- Work instructions:
Go through the entries below and collect each line with the string "early" in it.

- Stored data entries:
::::::::::
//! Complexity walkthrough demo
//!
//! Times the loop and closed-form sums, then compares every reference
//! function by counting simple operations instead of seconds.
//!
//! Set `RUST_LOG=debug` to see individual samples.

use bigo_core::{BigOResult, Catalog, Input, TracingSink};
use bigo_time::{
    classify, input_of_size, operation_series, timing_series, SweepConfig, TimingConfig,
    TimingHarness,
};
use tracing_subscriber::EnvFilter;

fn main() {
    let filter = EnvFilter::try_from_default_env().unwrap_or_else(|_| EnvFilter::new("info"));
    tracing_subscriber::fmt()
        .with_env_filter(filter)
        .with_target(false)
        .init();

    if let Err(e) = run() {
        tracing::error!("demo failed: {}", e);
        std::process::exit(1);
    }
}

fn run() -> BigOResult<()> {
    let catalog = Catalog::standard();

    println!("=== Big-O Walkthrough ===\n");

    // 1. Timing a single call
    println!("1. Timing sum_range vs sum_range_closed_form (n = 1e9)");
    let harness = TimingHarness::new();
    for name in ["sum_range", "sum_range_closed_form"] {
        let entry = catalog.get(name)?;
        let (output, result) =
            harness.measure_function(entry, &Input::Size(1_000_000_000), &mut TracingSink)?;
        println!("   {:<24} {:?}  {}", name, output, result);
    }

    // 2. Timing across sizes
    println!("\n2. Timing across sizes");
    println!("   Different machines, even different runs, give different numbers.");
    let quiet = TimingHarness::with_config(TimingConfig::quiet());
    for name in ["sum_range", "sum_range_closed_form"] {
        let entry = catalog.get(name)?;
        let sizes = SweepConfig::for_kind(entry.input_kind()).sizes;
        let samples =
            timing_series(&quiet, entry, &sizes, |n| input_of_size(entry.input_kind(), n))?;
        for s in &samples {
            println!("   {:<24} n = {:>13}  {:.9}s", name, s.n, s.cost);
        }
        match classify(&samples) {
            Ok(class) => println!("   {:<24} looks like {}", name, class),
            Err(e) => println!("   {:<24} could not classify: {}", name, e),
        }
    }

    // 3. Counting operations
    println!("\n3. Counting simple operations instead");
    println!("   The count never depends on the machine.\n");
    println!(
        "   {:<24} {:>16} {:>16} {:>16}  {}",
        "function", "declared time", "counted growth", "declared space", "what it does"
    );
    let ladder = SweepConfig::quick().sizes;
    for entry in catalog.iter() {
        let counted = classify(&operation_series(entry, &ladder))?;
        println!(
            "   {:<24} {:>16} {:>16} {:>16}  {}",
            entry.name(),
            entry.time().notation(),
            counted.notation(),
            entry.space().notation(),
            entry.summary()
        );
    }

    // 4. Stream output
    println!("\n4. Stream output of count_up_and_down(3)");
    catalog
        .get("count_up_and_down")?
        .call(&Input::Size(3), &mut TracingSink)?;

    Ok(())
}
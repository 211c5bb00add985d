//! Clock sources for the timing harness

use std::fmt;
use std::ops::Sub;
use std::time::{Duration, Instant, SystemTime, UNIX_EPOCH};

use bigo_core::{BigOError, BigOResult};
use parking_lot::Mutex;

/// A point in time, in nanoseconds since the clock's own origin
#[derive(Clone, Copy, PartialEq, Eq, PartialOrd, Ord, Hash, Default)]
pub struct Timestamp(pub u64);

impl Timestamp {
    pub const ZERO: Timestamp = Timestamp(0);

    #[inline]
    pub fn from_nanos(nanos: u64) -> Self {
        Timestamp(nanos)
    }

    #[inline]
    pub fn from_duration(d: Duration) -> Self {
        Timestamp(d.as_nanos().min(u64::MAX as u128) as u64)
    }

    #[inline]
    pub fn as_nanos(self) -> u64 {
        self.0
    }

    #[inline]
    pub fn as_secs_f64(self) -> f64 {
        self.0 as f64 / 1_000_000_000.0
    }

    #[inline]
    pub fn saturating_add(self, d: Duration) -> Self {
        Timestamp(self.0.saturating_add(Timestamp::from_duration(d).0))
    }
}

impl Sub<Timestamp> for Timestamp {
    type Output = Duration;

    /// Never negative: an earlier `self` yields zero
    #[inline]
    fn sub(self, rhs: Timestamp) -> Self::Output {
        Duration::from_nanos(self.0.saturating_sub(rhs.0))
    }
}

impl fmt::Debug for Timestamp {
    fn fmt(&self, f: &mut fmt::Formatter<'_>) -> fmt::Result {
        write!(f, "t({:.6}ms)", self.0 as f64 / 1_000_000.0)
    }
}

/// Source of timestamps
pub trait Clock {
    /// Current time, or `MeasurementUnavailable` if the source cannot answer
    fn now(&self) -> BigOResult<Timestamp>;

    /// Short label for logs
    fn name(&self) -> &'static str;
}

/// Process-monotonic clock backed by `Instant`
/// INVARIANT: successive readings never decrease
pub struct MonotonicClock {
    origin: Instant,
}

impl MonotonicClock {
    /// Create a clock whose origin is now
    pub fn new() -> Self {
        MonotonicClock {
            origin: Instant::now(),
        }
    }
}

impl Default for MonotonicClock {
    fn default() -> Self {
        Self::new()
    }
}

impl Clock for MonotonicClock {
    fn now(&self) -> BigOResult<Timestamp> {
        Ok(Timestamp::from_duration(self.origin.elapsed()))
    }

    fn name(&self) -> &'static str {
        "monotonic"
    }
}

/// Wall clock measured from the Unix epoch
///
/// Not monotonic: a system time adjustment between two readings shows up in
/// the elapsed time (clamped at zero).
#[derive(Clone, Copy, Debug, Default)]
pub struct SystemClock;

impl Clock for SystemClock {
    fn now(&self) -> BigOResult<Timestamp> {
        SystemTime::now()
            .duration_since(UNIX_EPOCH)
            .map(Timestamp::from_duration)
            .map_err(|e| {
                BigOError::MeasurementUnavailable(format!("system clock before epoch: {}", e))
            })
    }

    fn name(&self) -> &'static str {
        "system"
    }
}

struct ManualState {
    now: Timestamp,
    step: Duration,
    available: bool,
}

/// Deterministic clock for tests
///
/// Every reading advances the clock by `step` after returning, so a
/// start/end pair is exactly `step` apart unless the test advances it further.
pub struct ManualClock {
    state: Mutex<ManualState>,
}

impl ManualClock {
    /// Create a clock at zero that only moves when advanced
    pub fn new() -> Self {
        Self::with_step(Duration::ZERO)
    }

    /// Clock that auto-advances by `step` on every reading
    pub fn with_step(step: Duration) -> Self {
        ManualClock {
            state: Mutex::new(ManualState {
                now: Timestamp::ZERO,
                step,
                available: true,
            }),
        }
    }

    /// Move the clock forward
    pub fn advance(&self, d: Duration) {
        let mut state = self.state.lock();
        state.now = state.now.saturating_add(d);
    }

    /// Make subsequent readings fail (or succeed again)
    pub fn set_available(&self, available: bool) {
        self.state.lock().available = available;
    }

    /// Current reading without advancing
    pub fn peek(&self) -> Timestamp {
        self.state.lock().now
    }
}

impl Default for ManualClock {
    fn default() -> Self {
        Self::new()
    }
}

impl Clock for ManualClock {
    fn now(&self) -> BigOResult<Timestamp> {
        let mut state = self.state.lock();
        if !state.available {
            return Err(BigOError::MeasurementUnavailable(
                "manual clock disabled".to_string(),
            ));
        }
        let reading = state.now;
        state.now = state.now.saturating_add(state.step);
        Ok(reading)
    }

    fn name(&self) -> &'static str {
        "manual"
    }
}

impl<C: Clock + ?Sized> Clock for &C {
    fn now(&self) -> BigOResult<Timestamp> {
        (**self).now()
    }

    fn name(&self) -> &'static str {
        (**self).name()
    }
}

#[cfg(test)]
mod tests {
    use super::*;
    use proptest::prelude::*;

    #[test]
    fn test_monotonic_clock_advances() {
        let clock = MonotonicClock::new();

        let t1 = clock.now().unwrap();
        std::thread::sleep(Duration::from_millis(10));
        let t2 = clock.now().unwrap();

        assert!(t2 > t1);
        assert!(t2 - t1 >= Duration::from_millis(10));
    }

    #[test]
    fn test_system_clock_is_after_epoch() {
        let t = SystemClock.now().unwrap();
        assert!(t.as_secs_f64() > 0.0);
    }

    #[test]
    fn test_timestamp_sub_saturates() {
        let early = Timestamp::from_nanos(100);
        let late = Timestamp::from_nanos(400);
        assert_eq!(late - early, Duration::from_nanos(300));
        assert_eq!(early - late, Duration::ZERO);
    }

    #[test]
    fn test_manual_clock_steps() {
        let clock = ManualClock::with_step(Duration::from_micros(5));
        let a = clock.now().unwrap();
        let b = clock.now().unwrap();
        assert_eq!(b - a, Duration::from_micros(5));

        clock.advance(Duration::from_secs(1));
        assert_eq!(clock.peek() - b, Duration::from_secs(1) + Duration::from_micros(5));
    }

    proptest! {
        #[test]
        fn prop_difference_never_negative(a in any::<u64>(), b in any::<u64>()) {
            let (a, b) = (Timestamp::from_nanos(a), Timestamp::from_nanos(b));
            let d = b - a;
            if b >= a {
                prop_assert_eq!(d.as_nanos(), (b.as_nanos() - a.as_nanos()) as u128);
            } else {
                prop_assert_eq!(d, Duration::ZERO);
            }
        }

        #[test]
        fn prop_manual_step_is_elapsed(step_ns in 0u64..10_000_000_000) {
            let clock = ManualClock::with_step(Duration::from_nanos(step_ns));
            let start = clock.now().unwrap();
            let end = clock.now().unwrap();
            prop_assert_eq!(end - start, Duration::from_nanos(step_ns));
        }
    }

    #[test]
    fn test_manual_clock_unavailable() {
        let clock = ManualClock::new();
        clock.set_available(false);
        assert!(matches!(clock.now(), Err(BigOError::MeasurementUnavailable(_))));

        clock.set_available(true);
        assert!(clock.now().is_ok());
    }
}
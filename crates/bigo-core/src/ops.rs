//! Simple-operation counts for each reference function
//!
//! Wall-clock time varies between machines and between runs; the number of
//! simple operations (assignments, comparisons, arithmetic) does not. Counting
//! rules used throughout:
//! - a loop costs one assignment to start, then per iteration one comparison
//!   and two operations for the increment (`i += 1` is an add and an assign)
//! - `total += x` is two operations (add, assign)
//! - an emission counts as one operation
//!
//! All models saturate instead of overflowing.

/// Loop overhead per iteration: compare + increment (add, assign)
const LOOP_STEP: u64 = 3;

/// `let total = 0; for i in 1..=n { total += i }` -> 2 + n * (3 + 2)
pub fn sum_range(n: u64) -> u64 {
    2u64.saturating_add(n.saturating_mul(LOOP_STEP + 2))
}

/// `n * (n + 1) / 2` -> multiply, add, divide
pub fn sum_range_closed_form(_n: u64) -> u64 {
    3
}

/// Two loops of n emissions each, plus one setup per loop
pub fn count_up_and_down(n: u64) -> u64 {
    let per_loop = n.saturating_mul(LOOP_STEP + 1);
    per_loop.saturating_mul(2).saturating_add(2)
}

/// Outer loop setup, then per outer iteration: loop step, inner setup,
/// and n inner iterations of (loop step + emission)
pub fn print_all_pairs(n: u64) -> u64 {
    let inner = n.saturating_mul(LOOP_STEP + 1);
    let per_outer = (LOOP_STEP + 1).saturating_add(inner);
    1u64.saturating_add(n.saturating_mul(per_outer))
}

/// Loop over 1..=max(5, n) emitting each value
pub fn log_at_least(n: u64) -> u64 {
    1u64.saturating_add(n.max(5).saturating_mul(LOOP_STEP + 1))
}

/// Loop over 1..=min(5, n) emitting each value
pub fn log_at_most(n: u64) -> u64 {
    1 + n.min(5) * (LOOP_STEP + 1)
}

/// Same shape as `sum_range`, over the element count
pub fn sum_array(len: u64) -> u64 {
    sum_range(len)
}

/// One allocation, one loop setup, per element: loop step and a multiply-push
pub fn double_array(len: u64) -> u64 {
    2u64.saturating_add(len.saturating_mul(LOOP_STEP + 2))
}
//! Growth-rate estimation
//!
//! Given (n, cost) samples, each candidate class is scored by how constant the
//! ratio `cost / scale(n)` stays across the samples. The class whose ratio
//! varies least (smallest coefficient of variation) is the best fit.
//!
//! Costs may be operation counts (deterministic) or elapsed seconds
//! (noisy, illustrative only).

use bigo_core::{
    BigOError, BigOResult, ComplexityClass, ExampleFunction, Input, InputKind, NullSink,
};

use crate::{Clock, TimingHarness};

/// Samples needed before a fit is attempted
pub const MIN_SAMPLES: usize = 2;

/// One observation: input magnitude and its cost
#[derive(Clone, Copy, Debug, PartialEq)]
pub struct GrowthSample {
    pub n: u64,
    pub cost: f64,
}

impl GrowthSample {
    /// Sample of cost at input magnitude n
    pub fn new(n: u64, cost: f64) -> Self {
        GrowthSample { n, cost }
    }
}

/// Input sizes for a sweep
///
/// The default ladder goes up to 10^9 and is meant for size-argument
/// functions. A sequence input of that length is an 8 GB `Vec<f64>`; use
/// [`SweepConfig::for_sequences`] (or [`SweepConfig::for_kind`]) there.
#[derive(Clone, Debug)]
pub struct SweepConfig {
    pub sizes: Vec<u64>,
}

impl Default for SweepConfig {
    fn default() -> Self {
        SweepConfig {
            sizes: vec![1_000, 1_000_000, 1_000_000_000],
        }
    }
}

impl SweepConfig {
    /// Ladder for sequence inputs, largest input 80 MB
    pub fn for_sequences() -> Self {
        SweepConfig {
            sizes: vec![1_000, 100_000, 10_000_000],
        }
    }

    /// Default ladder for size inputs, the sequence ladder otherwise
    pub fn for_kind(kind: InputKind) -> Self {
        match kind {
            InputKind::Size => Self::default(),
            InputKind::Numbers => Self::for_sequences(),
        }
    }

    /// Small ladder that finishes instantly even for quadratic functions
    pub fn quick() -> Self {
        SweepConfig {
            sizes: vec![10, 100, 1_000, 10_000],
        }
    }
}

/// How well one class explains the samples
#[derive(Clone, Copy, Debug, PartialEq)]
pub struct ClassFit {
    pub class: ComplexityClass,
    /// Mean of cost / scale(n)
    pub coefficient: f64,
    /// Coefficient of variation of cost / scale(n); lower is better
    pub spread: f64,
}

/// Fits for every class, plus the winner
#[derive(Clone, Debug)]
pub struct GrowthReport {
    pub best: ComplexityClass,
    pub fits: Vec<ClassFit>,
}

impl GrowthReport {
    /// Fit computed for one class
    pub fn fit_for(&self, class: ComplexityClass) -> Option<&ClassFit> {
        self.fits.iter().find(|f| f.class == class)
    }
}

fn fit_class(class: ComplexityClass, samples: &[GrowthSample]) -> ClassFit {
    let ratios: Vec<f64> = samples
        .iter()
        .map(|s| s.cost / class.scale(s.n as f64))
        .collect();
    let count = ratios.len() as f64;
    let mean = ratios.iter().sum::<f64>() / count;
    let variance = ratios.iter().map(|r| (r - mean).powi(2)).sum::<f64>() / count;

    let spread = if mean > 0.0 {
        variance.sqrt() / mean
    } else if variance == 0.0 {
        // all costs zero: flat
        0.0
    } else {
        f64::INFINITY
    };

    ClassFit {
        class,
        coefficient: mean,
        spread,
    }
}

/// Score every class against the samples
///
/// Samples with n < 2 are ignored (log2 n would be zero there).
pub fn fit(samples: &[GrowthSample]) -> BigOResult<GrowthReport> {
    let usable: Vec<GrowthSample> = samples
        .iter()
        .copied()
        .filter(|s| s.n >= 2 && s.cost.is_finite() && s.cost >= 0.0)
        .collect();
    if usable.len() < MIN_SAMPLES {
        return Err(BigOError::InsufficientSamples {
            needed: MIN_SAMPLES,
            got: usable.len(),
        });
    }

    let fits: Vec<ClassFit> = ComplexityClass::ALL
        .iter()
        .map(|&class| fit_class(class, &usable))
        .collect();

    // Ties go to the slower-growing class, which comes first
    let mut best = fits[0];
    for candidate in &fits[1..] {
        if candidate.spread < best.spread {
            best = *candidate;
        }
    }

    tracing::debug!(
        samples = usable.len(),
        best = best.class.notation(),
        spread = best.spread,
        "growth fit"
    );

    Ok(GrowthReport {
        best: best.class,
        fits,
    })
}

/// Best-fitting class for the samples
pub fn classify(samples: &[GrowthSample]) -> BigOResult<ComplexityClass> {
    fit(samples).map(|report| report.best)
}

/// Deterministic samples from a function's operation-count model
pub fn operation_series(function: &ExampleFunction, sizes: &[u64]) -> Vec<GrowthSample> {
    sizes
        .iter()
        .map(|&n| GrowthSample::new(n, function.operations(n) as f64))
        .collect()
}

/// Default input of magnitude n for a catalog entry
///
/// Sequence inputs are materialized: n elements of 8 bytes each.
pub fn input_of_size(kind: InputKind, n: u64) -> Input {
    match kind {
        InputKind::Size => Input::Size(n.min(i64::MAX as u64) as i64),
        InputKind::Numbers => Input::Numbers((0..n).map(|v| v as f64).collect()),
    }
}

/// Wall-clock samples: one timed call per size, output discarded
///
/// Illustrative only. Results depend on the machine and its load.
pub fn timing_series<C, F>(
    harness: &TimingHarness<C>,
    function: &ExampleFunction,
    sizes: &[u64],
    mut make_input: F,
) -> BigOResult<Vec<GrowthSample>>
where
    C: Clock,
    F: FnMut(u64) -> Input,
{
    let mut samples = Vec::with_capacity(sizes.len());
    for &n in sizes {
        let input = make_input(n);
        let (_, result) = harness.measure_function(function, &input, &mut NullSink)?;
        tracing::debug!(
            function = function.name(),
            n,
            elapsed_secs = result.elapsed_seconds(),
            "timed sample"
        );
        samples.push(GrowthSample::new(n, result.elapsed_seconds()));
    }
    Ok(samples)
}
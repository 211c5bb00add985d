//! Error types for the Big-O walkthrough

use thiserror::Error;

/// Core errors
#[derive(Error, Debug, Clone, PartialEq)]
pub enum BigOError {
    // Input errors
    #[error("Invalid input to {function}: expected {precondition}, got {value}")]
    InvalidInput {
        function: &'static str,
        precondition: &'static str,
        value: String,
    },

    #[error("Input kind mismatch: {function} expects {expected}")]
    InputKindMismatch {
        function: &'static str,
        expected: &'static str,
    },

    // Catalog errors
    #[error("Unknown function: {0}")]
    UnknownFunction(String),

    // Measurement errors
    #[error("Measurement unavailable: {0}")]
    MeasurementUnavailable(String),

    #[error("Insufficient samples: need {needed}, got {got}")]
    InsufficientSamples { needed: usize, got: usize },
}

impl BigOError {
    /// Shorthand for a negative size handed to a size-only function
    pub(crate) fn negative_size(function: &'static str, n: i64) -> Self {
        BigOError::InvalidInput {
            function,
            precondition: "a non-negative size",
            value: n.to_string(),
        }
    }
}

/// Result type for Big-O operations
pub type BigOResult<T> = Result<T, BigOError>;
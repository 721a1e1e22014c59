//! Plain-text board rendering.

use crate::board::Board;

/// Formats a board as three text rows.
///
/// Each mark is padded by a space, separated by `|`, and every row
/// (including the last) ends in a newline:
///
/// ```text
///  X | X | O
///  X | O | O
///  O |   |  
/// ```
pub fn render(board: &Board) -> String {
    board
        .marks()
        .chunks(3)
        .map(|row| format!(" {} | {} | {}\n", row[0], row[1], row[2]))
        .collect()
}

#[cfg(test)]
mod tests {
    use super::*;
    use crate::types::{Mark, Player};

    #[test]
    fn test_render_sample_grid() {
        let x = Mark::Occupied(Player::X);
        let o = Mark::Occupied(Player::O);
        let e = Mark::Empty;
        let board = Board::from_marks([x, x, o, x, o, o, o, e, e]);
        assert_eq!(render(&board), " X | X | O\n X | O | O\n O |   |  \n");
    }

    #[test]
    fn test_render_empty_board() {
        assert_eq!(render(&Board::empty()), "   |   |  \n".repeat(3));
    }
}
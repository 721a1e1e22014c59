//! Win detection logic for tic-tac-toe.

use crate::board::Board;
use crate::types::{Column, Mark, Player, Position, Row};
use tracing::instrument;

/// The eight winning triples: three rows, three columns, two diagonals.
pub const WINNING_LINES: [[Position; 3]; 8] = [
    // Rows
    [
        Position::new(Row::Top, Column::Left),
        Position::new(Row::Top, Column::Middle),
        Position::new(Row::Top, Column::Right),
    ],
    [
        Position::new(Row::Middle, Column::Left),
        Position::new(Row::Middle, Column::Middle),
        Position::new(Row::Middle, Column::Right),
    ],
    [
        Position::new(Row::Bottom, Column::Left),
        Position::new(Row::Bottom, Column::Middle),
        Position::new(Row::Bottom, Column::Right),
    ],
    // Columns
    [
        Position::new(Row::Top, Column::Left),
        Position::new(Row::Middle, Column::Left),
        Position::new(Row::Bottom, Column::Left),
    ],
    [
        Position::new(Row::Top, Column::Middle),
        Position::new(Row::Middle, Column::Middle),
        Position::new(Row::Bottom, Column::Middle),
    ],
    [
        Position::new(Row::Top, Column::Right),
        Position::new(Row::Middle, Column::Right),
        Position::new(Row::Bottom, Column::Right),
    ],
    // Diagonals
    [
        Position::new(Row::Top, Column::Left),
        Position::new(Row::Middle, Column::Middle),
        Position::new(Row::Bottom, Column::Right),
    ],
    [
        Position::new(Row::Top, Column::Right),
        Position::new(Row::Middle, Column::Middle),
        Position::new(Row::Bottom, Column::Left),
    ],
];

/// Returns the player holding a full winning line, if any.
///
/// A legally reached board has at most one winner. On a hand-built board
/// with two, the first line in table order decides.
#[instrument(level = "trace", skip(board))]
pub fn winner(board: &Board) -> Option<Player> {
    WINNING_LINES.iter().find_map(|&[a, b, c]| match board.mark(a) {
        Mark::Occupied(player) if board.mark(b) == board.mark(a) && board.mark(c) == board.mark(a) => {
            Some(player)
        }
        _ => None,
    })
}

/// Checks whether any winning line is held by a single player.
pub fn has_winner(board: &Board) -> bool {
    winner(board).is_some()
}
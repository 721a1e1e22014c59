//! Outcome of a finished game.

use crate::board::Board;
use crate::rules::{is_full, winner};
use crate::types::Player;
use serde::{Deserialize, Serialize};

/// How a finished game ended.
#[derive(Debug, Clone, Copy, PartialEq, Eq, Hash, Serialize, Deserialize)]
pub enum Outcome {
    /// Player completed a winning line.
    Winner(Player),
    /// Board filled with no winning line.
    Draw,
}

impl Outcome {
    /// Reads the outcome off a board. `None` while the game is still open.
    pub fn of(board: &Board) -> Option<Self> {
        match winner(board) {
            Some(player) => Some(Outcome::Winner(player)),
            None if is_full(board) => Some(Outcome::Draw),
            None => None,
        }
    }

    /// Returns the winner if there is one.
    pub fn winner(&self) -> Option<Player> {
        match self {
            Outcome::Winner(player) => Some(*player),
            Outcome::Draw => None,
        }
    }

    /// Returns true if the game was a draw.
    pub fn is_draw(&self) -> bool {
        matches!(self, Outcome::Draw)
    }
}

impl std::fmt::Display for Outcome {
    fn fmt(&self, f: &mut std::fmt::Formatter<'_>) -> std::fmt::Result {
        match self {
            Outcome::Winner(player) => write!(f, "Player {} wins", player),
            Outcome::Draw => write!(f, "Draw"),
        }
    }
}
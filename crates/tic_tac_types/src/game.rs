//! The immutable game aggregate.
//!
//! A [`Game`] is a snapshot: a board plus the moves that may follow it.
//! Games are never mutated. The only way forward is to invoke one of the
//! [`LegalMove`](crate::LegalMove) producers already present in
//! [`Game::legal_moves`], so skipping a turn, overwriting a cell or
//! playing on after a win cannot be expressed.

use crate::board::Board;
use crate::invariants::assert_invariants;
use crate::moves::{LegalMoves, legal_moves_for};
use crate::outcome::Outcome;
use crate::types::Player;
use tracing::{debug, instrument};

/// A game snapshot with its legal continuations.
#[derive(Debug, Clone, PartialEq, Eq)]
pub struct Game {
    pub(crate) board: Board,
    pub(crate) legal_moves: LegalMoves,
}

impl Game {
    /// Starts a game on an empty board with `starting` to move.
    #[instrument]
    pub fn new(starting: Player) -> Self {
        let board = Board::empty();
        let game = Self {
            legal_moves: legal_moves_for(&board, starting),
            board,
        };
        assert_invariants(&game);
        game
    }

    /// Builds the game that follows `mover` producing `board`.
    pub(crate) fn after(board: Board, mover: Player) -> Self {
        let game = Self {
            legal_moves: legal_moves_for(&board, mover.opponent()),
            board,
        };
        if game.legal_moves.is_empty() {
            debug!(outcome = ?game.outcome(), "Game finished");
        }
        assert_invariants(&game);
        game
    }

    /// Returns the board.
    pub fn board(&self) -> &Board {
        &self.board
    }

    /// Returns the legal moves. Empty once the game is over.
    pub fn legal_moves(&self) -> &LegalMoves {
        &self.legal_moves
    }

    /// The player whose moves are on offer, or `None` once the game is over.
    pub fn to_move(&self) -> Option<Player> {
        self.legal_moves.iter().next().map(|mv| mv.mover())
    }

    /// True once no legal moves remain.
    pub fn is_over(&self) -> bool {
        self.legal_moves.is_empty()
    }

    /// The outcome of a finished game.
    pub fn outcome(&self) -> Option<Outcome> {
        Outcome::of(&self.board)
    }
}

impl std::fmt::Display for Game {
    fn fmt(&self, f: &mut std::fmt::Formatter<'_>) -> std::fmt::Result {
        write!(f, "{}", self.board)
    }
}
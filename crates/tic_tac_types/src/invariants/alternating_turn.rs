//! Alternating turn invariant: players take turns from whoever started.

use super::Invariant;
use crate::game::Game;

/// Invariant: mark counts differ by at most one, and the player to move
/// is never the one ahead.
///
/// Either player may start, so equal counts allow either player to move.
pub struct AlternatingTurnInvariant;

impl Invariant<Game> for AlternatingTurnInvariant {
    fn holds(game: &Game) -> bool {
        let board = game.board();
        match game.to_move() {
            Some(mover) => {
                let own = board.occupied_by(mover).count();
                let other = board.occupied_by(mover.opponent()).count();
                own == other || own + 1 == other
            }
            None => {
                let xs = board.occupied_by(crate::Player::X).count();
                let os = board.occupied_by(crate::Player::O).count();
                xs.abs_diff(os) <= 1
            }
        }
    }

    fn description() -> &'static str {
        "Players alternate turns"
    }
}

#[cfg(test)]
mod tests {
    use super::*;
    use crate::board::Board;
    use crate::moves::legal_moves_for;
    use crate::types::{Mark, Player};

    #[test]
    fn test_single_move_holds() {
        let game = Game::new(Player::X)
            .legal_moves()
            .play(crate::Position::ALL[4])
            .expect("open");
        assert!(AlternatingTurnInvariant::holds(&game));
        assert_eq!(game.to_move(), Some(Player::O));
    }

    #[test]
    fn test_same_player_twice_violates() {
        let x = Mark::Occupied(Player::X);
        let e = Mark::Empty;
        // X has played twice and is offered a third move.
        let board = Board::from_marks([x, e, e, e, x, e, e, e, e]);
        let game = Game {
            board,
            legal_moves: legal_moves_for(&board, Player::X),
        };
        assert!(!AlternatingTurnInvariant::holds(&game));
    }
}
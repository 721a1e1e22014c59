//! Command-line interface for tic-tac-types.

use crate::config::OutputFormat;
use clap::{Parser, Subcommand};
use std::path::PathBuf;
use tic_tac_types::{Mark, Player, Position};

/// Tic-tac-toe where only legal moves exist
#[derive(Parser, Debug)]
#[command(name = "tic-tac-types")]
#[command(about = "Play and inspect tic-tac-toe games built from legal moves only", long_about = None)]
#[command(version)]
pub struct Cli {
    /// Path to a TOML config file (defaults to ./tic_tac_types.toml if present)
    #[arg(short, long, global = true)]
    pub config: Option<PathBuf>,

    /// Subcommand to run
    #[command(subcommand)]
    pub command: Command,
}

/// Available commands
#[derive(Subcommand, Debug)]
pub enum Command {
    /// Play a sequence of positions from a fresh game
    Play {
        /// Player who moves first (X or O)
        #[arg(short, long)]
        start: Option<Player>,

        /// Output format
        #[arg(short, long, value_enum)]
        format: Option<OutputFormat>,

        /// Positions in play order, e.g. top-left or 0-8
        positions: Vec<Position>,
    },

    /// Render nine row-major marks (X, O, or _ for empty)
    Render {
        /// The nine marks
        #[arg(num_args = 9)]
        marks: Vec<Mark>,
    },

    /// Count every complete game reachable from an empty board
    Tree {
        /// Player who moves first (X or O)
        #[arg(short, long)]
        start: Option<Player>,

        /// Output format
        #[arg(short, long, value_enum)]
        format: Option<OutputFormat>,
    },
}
::::::::::
- Answer to this problem:
        let early = Timestamp::from_nanos(100);
        assert_eq!(late - early, Duration::from_nanos(300));
        assert_eq!(early - late, Duration::ZERO);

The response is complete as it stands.